▸ **Exercise**:
Look through the records below and give the number of lines holding the string "Some", nothing more.

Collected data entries
━━━
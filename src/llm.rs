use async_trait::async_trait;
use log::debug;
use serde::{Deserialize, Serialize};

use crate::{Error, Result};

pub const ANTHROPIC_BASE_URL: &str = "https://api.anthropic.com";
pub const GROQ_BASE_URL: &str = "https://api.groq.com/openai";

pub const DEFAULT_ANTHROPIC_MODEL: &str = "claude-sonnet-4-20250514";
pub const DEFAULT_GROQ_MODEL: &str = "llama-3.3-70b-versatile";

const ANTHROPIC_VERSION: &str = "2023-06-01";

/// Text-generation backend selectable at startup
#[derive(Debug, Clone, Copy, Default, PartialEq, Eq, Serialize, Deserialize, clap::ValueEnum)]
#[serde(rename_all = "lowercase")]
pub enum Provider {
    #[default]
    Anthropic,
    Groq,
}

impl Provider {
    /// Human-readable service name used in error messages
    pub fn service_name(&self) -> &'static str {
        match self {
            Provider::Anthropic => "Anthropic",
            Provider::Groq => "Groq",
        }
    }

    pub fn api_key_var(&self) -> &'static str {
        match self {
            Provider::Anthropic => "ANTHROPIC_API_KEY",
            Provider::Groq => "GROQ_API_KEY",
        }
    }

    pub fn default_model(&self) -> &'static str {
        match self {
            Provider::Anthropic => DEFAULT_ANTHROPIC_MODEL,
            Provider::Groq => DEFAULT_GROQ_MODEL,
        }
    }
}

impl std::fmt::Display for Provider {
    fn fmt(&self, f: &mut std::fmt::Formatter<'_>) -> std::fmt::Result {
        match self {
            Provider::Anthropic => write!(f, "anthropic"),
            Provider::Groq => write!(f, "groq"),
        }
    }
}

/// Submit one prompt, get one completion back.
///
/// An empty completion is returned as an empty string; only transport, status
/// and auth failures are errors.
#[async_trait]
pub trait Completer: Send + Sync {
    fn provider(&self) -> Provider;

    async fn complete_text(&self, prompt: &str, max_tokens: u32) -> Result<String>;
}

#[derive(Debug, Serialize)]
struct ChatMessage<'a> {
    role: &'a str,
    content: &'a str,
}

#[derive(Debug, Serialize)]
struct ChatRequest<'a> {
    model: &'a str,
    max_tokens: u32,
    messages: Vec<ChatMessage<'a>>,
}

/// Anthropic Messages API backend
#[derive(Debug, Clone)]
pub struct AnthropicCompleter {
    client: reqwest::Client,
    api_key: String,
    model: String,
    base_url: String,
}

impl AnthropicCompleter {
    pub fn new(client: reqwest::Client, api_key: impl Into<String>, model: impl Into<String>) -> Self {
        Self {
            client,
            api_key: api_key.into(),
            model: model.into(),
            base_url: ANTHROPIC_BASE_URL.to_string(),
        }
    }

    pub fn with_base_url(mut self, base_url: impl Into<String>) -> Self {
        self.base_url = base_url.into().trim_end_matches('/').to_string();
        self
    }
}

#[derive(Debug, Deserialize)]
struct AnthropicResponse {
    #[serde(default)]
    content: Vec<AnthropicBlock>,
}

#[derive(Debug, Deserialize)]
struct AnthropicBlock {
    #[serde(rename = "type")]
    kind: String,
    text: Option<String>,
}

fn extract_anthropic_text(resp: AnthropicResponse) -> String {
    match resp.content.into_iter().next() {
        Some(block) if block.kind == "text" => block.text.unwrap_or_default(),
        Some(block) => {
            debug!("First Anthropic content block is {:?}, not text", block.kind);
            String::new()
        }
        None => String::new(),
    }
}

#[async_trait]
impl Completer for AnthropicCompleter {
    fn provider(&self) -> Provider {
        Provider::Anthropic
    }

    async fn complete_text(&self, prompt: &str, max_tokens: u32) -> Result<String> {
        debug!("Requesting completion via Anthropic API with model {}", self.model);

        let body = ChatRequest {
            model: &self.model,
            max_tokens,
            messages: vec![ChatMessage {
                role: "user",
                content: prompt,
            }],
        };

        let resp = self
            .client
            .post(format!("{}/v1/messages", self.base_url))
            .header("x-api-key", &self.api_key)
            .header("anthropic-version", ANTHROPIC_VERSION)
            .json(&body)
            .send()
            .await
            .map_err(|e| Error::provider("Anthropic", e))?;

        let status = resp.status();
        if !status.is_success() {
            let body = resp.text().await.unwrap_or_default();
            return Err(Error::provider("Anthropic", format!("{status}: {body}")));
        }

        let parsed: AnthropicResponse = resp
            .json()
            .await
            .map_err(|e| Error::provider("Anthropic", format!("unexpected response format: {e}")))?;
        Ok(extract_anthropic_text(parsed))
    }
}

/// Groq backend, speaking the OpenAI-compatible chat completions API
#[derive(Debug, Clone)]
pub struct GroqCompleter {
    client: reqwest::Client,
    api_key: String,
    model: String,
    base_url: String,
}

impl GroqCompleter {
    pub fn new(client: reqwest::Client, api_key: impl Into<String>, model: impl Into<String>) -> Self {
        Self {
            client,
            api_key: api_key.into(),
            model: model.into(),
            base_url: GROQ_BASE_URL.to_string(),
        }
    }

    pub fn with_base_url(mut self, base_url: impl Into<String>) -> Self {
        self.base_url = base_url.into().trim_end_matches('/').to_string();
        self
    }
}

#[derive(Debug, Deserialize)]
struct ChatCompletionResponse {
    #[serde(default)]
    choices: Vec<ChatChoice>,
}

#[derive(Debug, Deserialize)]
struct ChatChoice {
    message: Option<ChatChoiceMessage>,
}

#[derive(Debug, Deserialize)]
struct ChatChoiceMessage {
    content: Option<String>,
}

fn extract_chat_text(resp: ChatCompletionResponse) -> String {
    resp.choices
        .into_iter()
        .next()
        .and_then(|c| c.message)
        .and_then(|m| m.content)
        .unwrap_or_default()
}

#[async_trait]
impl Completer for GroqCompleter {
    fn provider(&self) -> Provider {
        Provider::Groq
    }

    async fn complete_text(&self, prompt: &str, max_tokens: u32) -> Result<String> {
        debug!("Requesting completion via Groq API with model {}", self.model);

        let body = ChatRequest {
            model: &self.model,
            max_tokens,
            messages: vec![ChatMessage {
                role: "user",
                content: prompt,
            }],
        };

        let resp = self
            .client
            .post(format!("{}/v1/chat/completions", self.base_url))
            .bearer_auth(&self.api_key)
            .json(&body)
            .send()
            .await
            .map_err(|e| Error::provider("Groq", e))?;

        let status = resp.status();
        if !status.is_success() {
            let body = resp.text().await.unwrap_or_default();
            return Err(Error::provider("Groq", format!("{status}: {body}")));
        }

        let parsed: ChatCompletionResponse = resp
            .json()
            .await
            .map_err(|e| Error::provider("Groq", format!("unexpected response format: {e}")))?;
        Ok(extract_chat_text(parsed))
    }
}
━━━
▸ **Output below**:
2